The storage device 31, as shown in FIG. 9, stores a function of the delamination occurrence probability φ and tension variation Tn (exponential function expressed in Eq. 12) as map data, and the calculator 32 sets the corresponding relationship between the delamination occurrence probability φ and the staggered angle α so that the tension variation Tn, calculated as described later as an amount interrelated to the printing-related information, meets the following Eq. (12):


φ=c·exp(Tn) (where c is a constant) (12)

Based on this corresponding relationship, the calculator 32 calculates an optimum range for the staggered angle α which causes the lamination occurrence probability φ to be a predetermined probability φ0 or less.

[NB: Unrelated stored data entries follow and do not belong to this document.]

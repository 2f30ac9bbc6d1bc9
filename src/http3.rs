// Copyright (c) 2024, The h2smuggle Project Authors.
// All rights reserved.
//
// Redistribution and use in source and binary forms, with or without
// modification, are permitted provided that the following conditions are
// met:
//
//     * Redistributions of source code must retain the above copyright
//       notice, this list of conditions and the following disclaimer.
//
//     * Redistributions in binary form must reproduce the above
//       copyright notice, this list of conditions and the following disclaimer
//       in the documentation and/or other materials provided with the
//       distribution.
//
//     * Neither the name of the copyright holder nor the names of its
//       contributors may be used to endorse or promote products derived from
//       this software without specific prior written permission.
//
// THIS SOFTWARE IS PROVIDED BY THE COPYRIGHT HOLDERS AND CONTRIBUTORS
// "AS IS" AND ANY EXPRESS OR IMPLIED WARRANTIES, INCLUDING, BUT NOT
// LIMITED TO, THE IMPLIED WARRANTIES OF MERCHANTABILITY AND FITNESS FOR
// A PARTICULAR PURPOSE ARE DISCLAIMED. IN NO EVENT SHALL THE COPYRIGHT
// OWNER OR CONTRIBUTORS BE LIABLE FOR ANY DIRECT, INDIRECT, INCIDENTAL,
// SPECIAL, EXEMPLARY, OR CONSEQUENTIAL DAMAGES (INCLUDING, BUT NOT
// LIMITED TO, PROCUREMENT OF SUBSTITUTE GOODS OR SERVICES; LOSS OF USE,
// DATA, OR PROFITS; OR BUSINESS INTERRUPTION) HOWEVER CAUSED AND ON ANY
// THEORY OF LIABILITY, WHETHER IN CONTRACT, STRICT LIABILITY, OR TORT
// (INCLUDING NEGLIGENCE OR OTHERWISE) ARISING IN ANY WAY OUT OF THE USE
// OF THIS SOFTWARE, EVEN IF ADVISED OF THE POSSIBILITY OF SUCH DAMAGE.

//! HTTP/3 wire engine.
//!
//! quiche supplies the QUIC transport; the HTTP/3 layer on top is written
//! by hand so frame boundaries, FIN placement and QPACK payload bytes
//! stay under probe control. One unidirectional control stream carries
//! the minimum legal setup (`00 04 00`: stream type 0 for control, plus
//! an empty SETTINGS frame) and the request rides the first
//! bidirectional stream.

use crate::dns_cache::DnsCache;
use crate::error::{from_socket_error, RequestError};
use crate::http2::split_host_port;
use crate::qpack;
use crate::request::HttpMessage;
use log::debug;
use rand::RngCore;
use std::net::{SocketAddr, UdpSocket};
use std::time::{Duration, Instant};

const FRAME_TYPE_DATA: u64 = 0x0;
const FRAME_TYPE_HEADERS: u64 = 0x1;

/// First client-initiated unidirectional stream.
const CONTROL_STREAM_ID: u64 = 2;
/// First client-initiated bidirectional stream.
const REQUEST_STREAM_ID: u64 = 0;

/// Control-stream type 0 followed by an empty SETTINGS frame.
const CONTROL_STREAM_PREAMBLE: &[u8] = &[0x00, 0x04, 0x00];

const H3_NO_ERROR: u64 = 0x100;

const MAX_DATAGRAM_SIZE: usize = 1350;

/// Sends one request over a fresh QUIC session and reads the response
/// from the request stream until FIN.
pub fn send_request(
    connect_addr: &str,
    server_name: &str,
    request: &HttpMessage,
    timeout: Duration,
    body_parts_delay: Duration,
    skip_body_end_flag: bool,
    dns: &DnsCache,
) -> Result<HttpMessage, RequestError> {
    let (host, port) = split_host_port(connect_addr)?;
    let ip = dns.lookup(&host)?;
    let peer = SocketAddr::new(ip, port);

    let bind_addr = if peer.is_ipv4() { "0.0.0.0:0" } else { "[::]:0" };
    let socket = UdpSocket::bind(bind_addr).map_err(from_socket_error)?;
    socket.connect(peer).map_err(from_socket_error)?;
    let local = socket.local_addr()?;

    let mut config = quiche::Config::new(quiche::PROTOCOL_VERSION)?;
    config.set_application_protos(&[b"h3".as_slice(), b"h3-29".as_slice()])?;
    config.verify_peer(false);
    config.set_max_idle_timeout(timeout.as_millis() as u64);
    config.set_initial_max_data(10_000_000);
    config.set_initial_max_stream_data_bidi_local(1_000_000);
    config.set_initial_max_stream_data_bidi_remote(1_000_000);
    config.set_initial_max_stream_data_uni(1_000_000);
    config.set_initial_max_streams_bidi(100);
    config.set_initial_max_streams_uni(100);

    let mut scid = [0u8; quiche::MAX_CONN_ID_LEN];
    rand::thread_rng().fill_bytes(&mut scid);
    let scid = quiche::ConnectionId::from_ref(&scid);

    let conn = quiche::connect(Some(server_name), &scid, local, peer, &mut config)?;
    let mut session = Session {
        conn,
        socket,
        local,
        peer,
    };

    let deadline = Instant::now() + timeout;
    session.flush_egress()?;
    while !session.conn.is_established() {
        if session.conn.is_closed() {
            return Err(session.close_reason());
        }
        session.advance(deadline)?;
    }

    session.stream_send_all(CONTROL_STREAM_ID, CONTROL_STREAM_PREAMBLE, false, deadline)?;

    let frames = prepare_request_frames(request);
    for (idx, frame) in frames.iter().enumerate() {
        if idx > 0 {
            session.idle_pump(body_parts_delay)?;
        }
        // Deadline reset per frame, like the HTTP/2 path: delayed chunks
        // keep the full budget for each write.
        let write_deadline = Instant::now() + timeout;
        let last = idx == frames.len() - 1;
        let fin = last && !skip_body_end_flag;
        session.stream_send_all(REQUEST_STREAM_ID, frame, fin, write_deadline)?;
    }

    let deadline = Instant::now() + timeout;
    let response = session.read_response(deadline)?;

    let _ = session.conn.close(true, H3_NO_ERROR, b"");
    let _ = session.flush_egress();
    Ok(response)
}

struct Session {
    conn: quiche::Connection,
    socket: UdpSocket,
    local: SocketAddr,
    peer: SocketAddr,
}

impl Session {
    fn flush_egress(&mut self) -> Result<(), RequestError> {
        let mut out = [0u8; MAX_DATAGRAM_SIZE];
        loop {
            match self.conn.send(&mut out) {
                Ok((n, _)) => {
                    self.socket.send(&out[..n]).map_err(from_socket_error)?;
                }
                Err(quiche::Error::Done) => return Ok(()),
                Err(e) => return Err(e.into()),
            }
        }
    }

    /// Waits for one datagram (or a quiche timer), feeds it to the
    /// connection and flushes whatever became sendable. Errors with
    /// [`RequestError::Timeout`] once `deadline` passes.
    fn advance(&mut self, deadline: Instant) -> Result<(), RequestError> {
        let remaining = deadline
            .checked_duration_since(Instant::now())
            .filter(|d| !d.is_zero())
            .ok_or(RequestError::Timeout)?;
        self.recv_step(remaining)
    }

    /// Keeps the connection's timers and ACKs serviced for `delay`
    /// without treating the wait as progress toward any response.
    fn idle_pump(&mut self, delay: Duration) -> Result<(), RequestError> {
        let until = Instant::now() + delay;
        while let Some(left) = until.checked_duration_since(Instant::now()).filter(|d| !d.is_zero())
        {
            self.recv_step(left)?;
            if self.conn.is_closed() {
                return Err(self.close_reason());
            }
        }
        Ok(())
    }

    fn recv_step(&mut self, max_wait: Duration) -> Result<(), RequestError> {
        let mut wait = max_wait;
        if let Some(t) = self.conn.timeout() {
            wait = wait.min(t);
        }
        wait = wait.max(Duration::from_millis(1));
        self.socket.set_read_timeout(Some(wait))?;

        let mut buf = [0u8; 65535];
        match self.socket.recv(&mut buf) {
            Ok(n) => {
                let info = quiche::RecvInfo {
                    from: self.peer,
                    to: self.local,
                };
                if let Err(e) = self.conn.recv(&mut buf[..n], info) {
                    if e != quiche::Error::Done {
                        return Err(e.into());
                    }
                }
            }
            Err(e)
                if matches!(
                    e.kind(),
                    std::io::ErrorKind::WouldBlock | std::io::ErrorKind::TimedOut
                ) =>
            {
                self.conn.on_timeout();
            }
            Err(e) => return Err(from_socket_error(e)),
        }
        self.flush_egress()
    }

    fn stream_send_all(
        &mut self,
        stream_id: u64,
        mut data: &[u8],
        fin: bool,
        deadline: Instant,
    ) -> Result<(), RequestError> {
        loop {
            match self.conn.stream_send(stream_id, data, fin) {
                Ok(n) if n == data.len() => {
                    self.flush_egress()?;
                    return Ok(());
                }
                Ok(n) => {
                    data = &data[n..];
                    self.flush_egress()?;
                    self.advance(deadline)?;
                }
                // Flow control is full; wait for credit.
                Err(quiche::Error::Done) => self.advance(deadline)?,
                Err(e) => return Err(e.into()),
            }
            if self.conn.is_closed() {
                return Err(self.close_reason());
            }
        }
    }

    fn read_response(&mut self, deadline: Instant) -> Result<HttpMessage, RequestError> {
        let mut response = HttpMessage::default();
        let mut stream_buf: Vec<u8> = Vec::new();
        let mut parse_pos = 0usize;
        let mut fin = false;

        loop {
            let readable: Vec<u64> = self.conn.readable().collect();
            for sid in readable {
                let mut buf = [0u8; 4096];
                loop {
                    match self.conn.stream_recv(sid, &mut buf) {
                        Ok((n, stream_fin)) => {
                            if sid == REQUEST_STREAM_ID {
                                stream_buf.extend_from_slice(&buf[..n]);
                                fin |= stream_fin;
                            }
                            if stream_fin {
                                break;
                            }
                        }
                        Err(quiche::Error::Done) => break,
                        Err(quiche::Error::StreamReset(code)) => {
                            if sid == REQUEST_STREAM_ID {
                                return Err(RequestError::ConnDrop(format!(
                                    "stream reset, error code {:#x}",
                                    code
                                )));
                            }
                            break;
                        }
                        Err(e) => return Err(e.into()),
                    }
                }
            }

            while let Some((typ, payload, consumed)) = parse_frame(&stream_buf[parse_pos..]) {
                parse_pos += consumed;
                match typ {
                    FRAME_TYPE_DATA => response.body.push(payload),
                    FRAME_TYPE_HEADERS => qpack::decode_block(&payload, &mut response.headers)
                        .map_err(RequestError::Protocol)?,
                    other => debug!("ignoring http3 frame type {:#x}", other),
                }
            }

            if fin {
                if parse_pos < stream_buf.len() {
                    return Err(RequestError::Protocol("truncated frame at end of stream".into()));
                }
                return Ok(response);
            }
            if self.conn.is_closed() {
                return Err(self.close_reason());
            }
            self.advance(deadline)?;
        }
    }

    fn close_reason(&self) -> RequestError {
        if let Some(err) = self.conn.peer_error() {
            if err.is_app {
                return RequestError::ConnDrop(format!("error code {:#x}", err.error_code));
            }
            return RequestError::Protocol(format!(
                "connection closed, transport error {:#x}",
                err.error_code
            ));
        }
        if self.conn.is_timed_out() {
            return RequestError::Timeout;
        }
        RequestError::Protocol("connection closed".into())
    }
}

/// One HEADERS frame, then one DATA frame per body chunk.
pub fn prepare_request_frames(request: &HttpMessage) -> Vec<Vec<u8>> {
    let mut frames = Vec::with_capacity(1 + request.body.len());

    let block = qpack::encode_block(&request.headers);
    let mut headers_frame = Vec::with_capacity(block.len() + 4);
    write_varint(&mut headers_frame, FRAME_TYPE_HEADERS);
    write_varint(&mut headers_frame, block.len() as u64);
    headers_frame.extend_from_slice(&block);
    frames.push(headers_frame);

    for chunk in &request.body {
        let mut frame = Vec::with_capacity(chunk.len() + 4);
        write_varint(&mut frame, FRAME_TYPE_DATA);
        write_varint(&mut frame, chunk.len() as u64);
        frame.extend_from_slice(chunk);
        frames.push(frame);
    }

    frames
}

fn parse_frame(buf: &[u8]) -> Option<(u64, Vec<u8>, usize)> {
    let mut pos = 0usize;
    let typ = read_varint(buf, &mut pos)?;
    let len = read_varint(buf, &mut pos)? as usize;
    if buf.len() - pos < len {
        return None;
    }
    let payload = buf[pos..pos + len].to_vec();
    Some((typ, payload, pos + len))
}

pub const MAX_VARINT: u64 = (1 << 62) - 1;

/// QUIC variable-length integer (RFC 9000 §16): the top two bits of the
/// first byte select a 1/2/4/8-byte encoding. The smallest form that
/// fits is always used.
pub fn write_varint(buf: &mut Vec<u8>, v: u64) {
    if v <= 63 {
        buf.push(v as u8);
    } else if v <= 16383 {
        buf.extend_from_slice(&[(v >> 8) as u8 | 0x40, v as u8]);
    } else if v <= (1 << 30) - 1 {
        buf.extend_from_slice(&[
            (v >> 24) as u8 | 0x80,
            (v >> 16) as u8,
            (v >> 8) as u8,
            v as u8,
        ]);
    } else if v <= MAX_VARINT {
        buf.extend_from_slice(&[
            (v >> 56) as u8 | 0xc0,
            (v >> 48) as u8,
            (v >> 40) as u8,
            (v >> 32) as u8,
            (v >> 24) as u8,
            (v >> 16) as u8,
            (v >> 8) as u8,
            v as u8,
        ]);
    } else {
        panic!("{:#x} doesn't fit into 62 bits", v);
    }
}

/// Reads one varint from `buf[*pos..]`; `None` when the bytes present do
/// not complete it.
pub fn read_varint(buf: &[u8], pos: &mut usize) -> Option<u64> {
    let first = *buf.get(*pos)?;
    let len = 1usize << (first >> 6);
    if buf.len() - *pos < len {
        return None;
    }
    let mut val = (first & 0x3f) as u64;
    for i in 1..len {
        val = (val << 8) | buf[*pos + i] as u64;
    }
    *pos += len;
    Some(val)
}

The tension variation Tn is a function of the contact angle γ, rigidity G of web 10, separating angle θ, F·θ (production of adhesive force F and separating angle θ), paper elongation amount L of web 10, inter-color length L*, contact amount β, and ink tack t, and can be expressed as:

Tn∝γ, G, θ, F·θ, L, L*, β, t

The adhesive force F is a function of the printing area ratio Mt of the obverse side of web 10, surface roughness A of the upper blanket cylinder 9a, and staggered angle α, and can be expressed as:

F∝c Mt, A, α

The tension variation Tn can be calculated by giving a suitable weight to each function and adding all functions, using the functions (1) to (11) shown in the map data of FIG. 8.

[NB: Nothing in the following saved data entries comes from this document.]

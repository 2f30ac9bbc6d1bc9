//! Per-probe response summary: the set of observed status strings plus
//! the range of body lengths. Two probes are worth reporting only if
//! these summaries stay disjoint across the whole sample schedule.

use crate::request::HttpMessage;
use std::collections::HashSet;
use std::fmt;

#[derive(Debug, Default)]
pub struct ResponseSet {
    statuses: HashSet<String>,
    min_length: usize,
    max_length: usize,
    has_non_timeout: bool,
}

impl ResponseSet {
    pub fn new() -> Self {
        ResponseSet::default()
    }

    pub fn is_empty(&self) -> bool {
        self.statuses.is_empty()
    }

    /// Whether at least one sample on this side was something other than
    /// a timeout (any real response or non-timeout error counts).
    pub fn has_non_timeout(&self) -> bool {
        self.has_non_timeout
    }

    /// Records one sample. `response` is `None` when the request errored;
    /// `timed_out` marks a terminal timeout.
    pub fn account(&mut self, response: Option<&HttpMessage>, timed_out: bool) {
        let status = response
            .and_then(|r| r.headers.get(b":status"))
            .map(|s| String::from_utf8_lossy(s).into_owned())
            .unwrap_or_else(|| "<error>".to_string());
        let length = response.map(HttpMessage::body_len).unwrap_or(0);

        if self.statuses.is_empty() {
            self.min_length = length;
            self.max_length = length;
        } else {
            self.min_length = self.min_length.min(length);
            self.max_length = self.max_length.max(length);
        }
        self.statuses.insert(status);
        self.has_non_timeout |= !timed_out;
    }

    /// Whether the two sample populations look different: disjoint status
    /// sets, or disjoint body-length ranges. Empty sets are considered
    /// distinguishable so the detect loop keeps sampling.
    pub fn distinguishable_from(&self, other: &ResponseSet) -> bool {
        if self.is_empty() || other.is_empty() {
            return true;
        }
        if self.statuses.is_disjoint(&other.statuses) {
            return true;
        }
        self.min_length > other.max_length || self.max_length < other.min_length
    }
}

impl fmt::Display for ResponseSet {
    fn fmt(&self, f: &mut fmt::Formatter<'_>) -> fmt::Result {
        let mut statuses: Vec<&str> = self.statuses.iter().map(String::as_str).collect();
        statuses.sort_unstable();
        write!(
            f,
            "statuses {:?}, {} <= size <= {}",
            statuses, self.min_length, self.max_length
        )
    }
}

#[cfg(test)]
mod tests {
    use super::*;
    use crate::headers::{Header, Headers};

    fn response(status: &str, body_len: usize) -> HttpMessage {
        HttpMessage {
            headers: Headers(vec![Header::new(":status", status)]),
            body: vec![vec![b'x'; body_len]],
        }
    }

    #[test]
    fn empty_sets_are_distinguishable() {
        let a = ResponseSet::new();
        let mut b = ResponseSet::new();
        assert!(a.distinguishable_from(&b));
        b.account(Some(&response("200", 10)), false);
        assert!(a.distinguishable_from(&b));
        assert!(b.distinguishable_from(&a));
    }

    #[test]
    fn disjoint_statuses_distinguish() {
        let mut a = ResponseSet::new();
        let mut b = ResponseSet::new();
        a.account(Some(&response("200", 10)), false);
        b.account(Some(&response("400", 10)), false);
        assert!(a.distinguishable_from(&b));
        assert!(b.distinguishable_from(&a));
    }

    #[test]
    fn disjoint_length_ranges_distinguish() {
        let mut a = ResponseSet::new();
        let mut b = ResponseSet::new();
        a.account(Some(&response("200", 10)), false);
        a.account(Some(&response("200", 20)), false);
        b.account(Some(&response("200", 21)), false);
        assert!(a.distinguishable_from(&b));

        // Overlapping ranges with a shared status: indistinguishable.
        b.account(Some(&response("200", 15)), false);
        assert!(!a.distinguishable_from(&b));
        assert!(!b.distinguishable_from(&a));
    }

    #[test]
    fn indistinguishability_is_monotone() {
        let mut a = ResponseSet::new();
        let mut b = ResponseSet::new();
        a.account(Some(&response("200", 10)), false);
        b.account(Some(&response("200", 10)), false);
        assert!(!a.distinguishable_from(&b));

        // The ranges and status sets only grow; more samples from the
        // same populations cannot separate them again.
        a.account(Some(&response("200", 5)), false);
        b.account(Some(&response("404", 50)), false);
        assert!(!a.distinguishable_from(&b));
    }

    #[test]
    fn errors_count_as_error_status() {
        let mut a = ResponseSet::new();
        a.account(None, true);
        assert!(!a.is_empty());
        assert!(!a.has_non_timeout());

        let mut b = ResponseSet::new();
        b.account(None, false);
        assert!(b.has_non_timeout());
        // Both recorded "<error>" with zero length.
        assert!(!a.distinguishable_from(&b));
    }

    #[test]
    fn display_is_sorted_and_bounded() {
        let mut a = ResponseSet::new();
        a.account(Some(&response("404", 7)), false);
        a.account(Some(&response("200", 3)), false);
        assert_eq!(a.to_string(), r#"statuses ["200", "404"], 3 <= size <= 7"#);
    }
}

That is, the tension variation Tn, for example, can be expressed as the following Eq. (13):


Tn=k1γ+k2G+k3θ+k4F·θ+k5L+k6L*+k7β+k8t (13)

where k1 to k8 are coefficients for weighting each parameter and are suitably set by experiment, etc. Since the parameters are interrelated with one another, the coefficient of a parameter representative of a plurality of parameters may be set to a large value, while the coefficient of the remaining parameters may be set to a small value (or zero).

For instance, the printing area ratio Mt of the obverse-side image, paper quality of the web 10 (rigidity G, paper elongation amount L, and if necessary, paper surface roughness), ink tack t, and surface roughness A of the upper blanket cylinder 9a, as printing information, are fixed without being changed at the time of printing. Therefore, as shown in FIGS. 18B to 18D and FIGS. 8H and 8I, employing the maps indicating the corresponding relationship between each of these parameters and the adhesive force, the adhesive forces F corresponding to the parameters Mt, G, L, t, and A input in the storage device 31 are derived, and based on the corresponding relationship between the adhesive force F and the separating angle θ such as the one shown in FIG. 18A, the separating angle θ of the web 10 is assumed.

Note that the separating angle θ is determined by the adhesive force F and total tension T applied in the full width direction of the web 10. The total tension T may be input to the storage device 31 beforehand.

The total tension T may be obtained by installing between the printing units 7 a non-contact type tension sensor such as an acoustic tension sensor, and measuring the total tension of the web 10 between the printing units 7. Alternatively, by measuring tension in the vicinities of the web feeder section 1 and cooling section 52, and calculating the weighted average of the tension near the web feeder section 1 and tension near the cooling section 52, the total tension between the printing units 7 may be set. As a simpler method, either the tension of the web 10 measured near the web feeder section 1 or the tension of the web 10 measured near the cooling section 52 may be employed as the total tension T.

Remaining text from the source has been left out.